Speaking at the Festival of Education today, Amanda Spielman said inspections should not focus on a “utilitarian” view of education.
“We do children a great disservice if we see them only as economic units, with education as the path to work-readiness, important as that is,” she told the event.
She went on to say: “Back in 2017, I said that education should be about broadening minds, enriching communities and advancing civilisation. About leaving the world a better place than we found it. That’s what I believed then – and that’s what I believe today.”
Ofsted chief had attacked ‘mismatch’ between courses and jobs
This argument sharply contradicts the litany of comments she made in the past, pushing for skills provision to be targeted at job opportunities.
Spielman courted controversy in a speech to the Association of Colleges annual conference in 2018, when she said there was a “mismatch” between the numbers of students taking arts and media courses “and the employment prospects at the end”.
She cited course adverts listing potential jobs in the arts, which were “in reality, unlikely to be available to the vast majority of learners but underplay the value of other skills these courses develop”.
This suggested the students taking these subjects outnumbered the job openings, she argued.
“Ultimately, there have to be viable prospects at the end,” she said, much to the consternation of audience members.
Spielman later clarified her remarks by assuring delegates the courses were not “bad,” just that: “When so many people opt for them with little or no prospect, there is a risk of setting up problems.”
She later followed up on this theme at the launch of Ofsted’s 2018/19 annual report in January 2020, warning providers in a speech against “flooding a local job market with young people with low-level arts and media qualifications, when the big growth in demand is for green energy workers”.
This approach would lead to “too many under-employed and dissatisfied young people and wind turbines left idle.
“We need a clearer focus on matching skills to opportunities.”
The report itself argued the apprenticeship system needed to target levy money “more directly at skills shortages”.
This was because of a “gap between the knowledge and skills required for our economy and future and current provision,” particularly affecting low-skilled workers.
Therefore, the further education and skills sector “needs to work much more in tandem with the government’s industrial strategy,” which set out plans to invest in skills to guide people into employment.

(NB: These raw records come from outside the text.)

//! Queue coordinator.
//!
//! Owns the records and drives them through scanning, hashing and upload on
//! the caller's thread. Hashing happens on a worker reached through
//! [`WorkerFactory`]; everything observers see is published as a
//! [`QueueEvent`] snapshot.

use ahash::{AHashMap, AHashSet};
use crossbeam_channel::{unbounded, Receiver, Sender};
use serde::Serialize;
use std::fmt;
use std::io::Read;
use std::time::{Duration, Instant};
use tracing::{debug, info, trace, warn};

use crate::analysis::{BatchAnalysis, RunTimings};
use crate::calibration::{CalibrationStore, KeyValueStorage, MemoryStorage, SampleOutcome};
use crate::dedup::{partition_by_size, resolve_hash_groups, Resolution};
use crate::error::{Error, UploadError, WorkerError};
use crate::estimate::{Estimator, TimeEstimate};
use crate::model::{CandidateMeta, ContentHash, FileRecord, FileStatus, HashedCandidate, RecordId};
use crate::monitor::{OverrunMonitor, DEFAULT_OVERRUN_THRESHOLD, DEFAULT_POLL_INTERVAL};
use crate::paths::{analyze_paths, normalize_path};
use crate::progress::{HashProgress, ProgressThrottle};
use crate::source::{is_ingestible, SharedHandle};
use crate::worker::{
    CancelToken, DispatchBatch, HashChannel, PendingFile, WorkerEvent, WorkerFactory,
    WorkerRequest, DEFAULT_PROGRESS_INTERVAL,
};

#[derive(Debug, Clone, Copy, PartialEq, Eq, Serialize)]
pub enum QueuePhase {
    Idle,
    Scanning,
    Hashing,
    Ready,
    Uploading,
    Completed,
    Cancelled,
    Error,
}
use std::path::PathBuf;
use std::time::Duration;
use thiserror::Error;

use crate::model::RecordId;

#[derive(Error, Debug)]
pub enum Error {
    #[error("IO error: {0}")]
    Io(#[from] std::io::Error),

    #[error("Configuration error: {0}")]
    Config(#[from] config::ConfigError),

    #[error("Invalid configuration: {0}")]
    InvalidConfig(String),

    #[error("Storage error: {0}")]
    Storage(#[from] StorageError),

    #[error("Worker error: {0}")]
    Worker(#[from] WorkerError),

    #[error("Failed to enumerate {}: {source}", path.display())]
    Enumeration {
        path: PathBuf,
        #[source]
        source: std::io::Error,
    },

    #[error("CSV error: {0}")]
    Csv(#[from] csv::Error),
}

/// Failures of the key-value storage behind the calibration store.
#[derive(Error, Debug)]
pub enum StorageError {
    #[error("quota exceeded writing '{key}': {needed} bytes needed, quota is {quota}")]
    QuotaExceeded {
        key: String,
        needed: usize,
        quota: usize,
    },

    #[error("storage IO error: {0}")]
    Io(#[from] std::io::Error),

    #[error("malformed stored value: {0}")]
    Serde(#[from] serde_json::Error),
}

/// A single file could not be hashed. The batch carries on without it.
#[derive(Error, Debug)]
#[error("failed to hash '{path}': {source}")]
pub struct HashError {
    pub record_id: RecordId,
    pub path: String,
    #[source]
    pub source: std::io::Error,
}

#[derive(Error, Debug, Clone, PartialEq, Eq)]
pub enum WorkerError {
    #[error("hash worker channel disconnected")]
    Disconnected,

    #[error("hash worker did not answer a health check within {waited:?}")]
    Unresponsive { waited: Duration },

    #[error("failed to spawn hash worker: {0}")]
    SpawnFailed(String),
}

#[derive(Error, Debug)]
pub enum UploadError {
    #[error("failed to read source for upload: {0}")]
    Read(#[source] std::io::Error),

    #[error("upload destination rejected the file: {0}")]
    Rejected(String),

    #[error("upload IO error: {0}")]
    Io(#[from] std::io::Error),
}
pub mod analysis;
pub mod calibration;
pub mod config;
pub mod dedup;
pub mod error;
pub mod estimate;
pub mod model;
pub mod monitor;
pub mod paths;
pub mod progress;
pub mod queue;
pub mod scanner;
pub mod source;
pub mod worker;

pub use config::AppConfig;
pub use error::Error;
pub use model::{ContentHash, FileRecord, FileStatus, RecordId};
pub use queue::{IntakeContext, IntakeQueue, QueueEvent, QueuePhase, UploadSink, UploadSummary};
pub use source::{DiskFile, FileHandle, MemoryFile, SharedHandle};
pub use worker::{CancelToken, ThreadWorkerFactory};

The strategy, published in 2017 and now being replaced with the government’s Plan for Growth, identified four grand challenges, including pivoting government and industry to being at the forefront of emerging trends such as artificial intelligence, clean growth, and the future of mobility (such as self-driving cars).
Challenged on the contradiction after her speech, Spielman said providers had to “balance” developing young minds while also setting them up for work: “What matters is making sure the path you steer young people is properly suited to their skills, but you don’t risk trapping them in a dead end where they suddenly find they spent several years studying a thing, and it’s really hard for them to get from that to employment.”
She said inspectors had visited providers where the balance had “tilted too far towards collecting funding or stacking up performance table points,” where the interests of young people had gotten “lost”.
“It’s about making sure that that young people are well advised and do the kind of education programme at every stage that both keeps the broadest set of opportunities, but creates some coherent path towards a plausible future for them.”
Williamson thinks education is for ‘fulfilling working life’
Education secretary Gavin Williamson, who recently handed Spielman another two years as chief inspector, today told the higher education think tank HEPI’s conference universities ought to “follow the lead of further education colleges” and offer more higher technical qualifications and apprenticeships, which should be “geared towards real jobs and the actual skills needs of local employers and the economy”.
While insisting he was not attacking arts courses, Williamson continued: “We must never forget that the purpose of education is to give people the skills that will lead to a fulfilling working life.”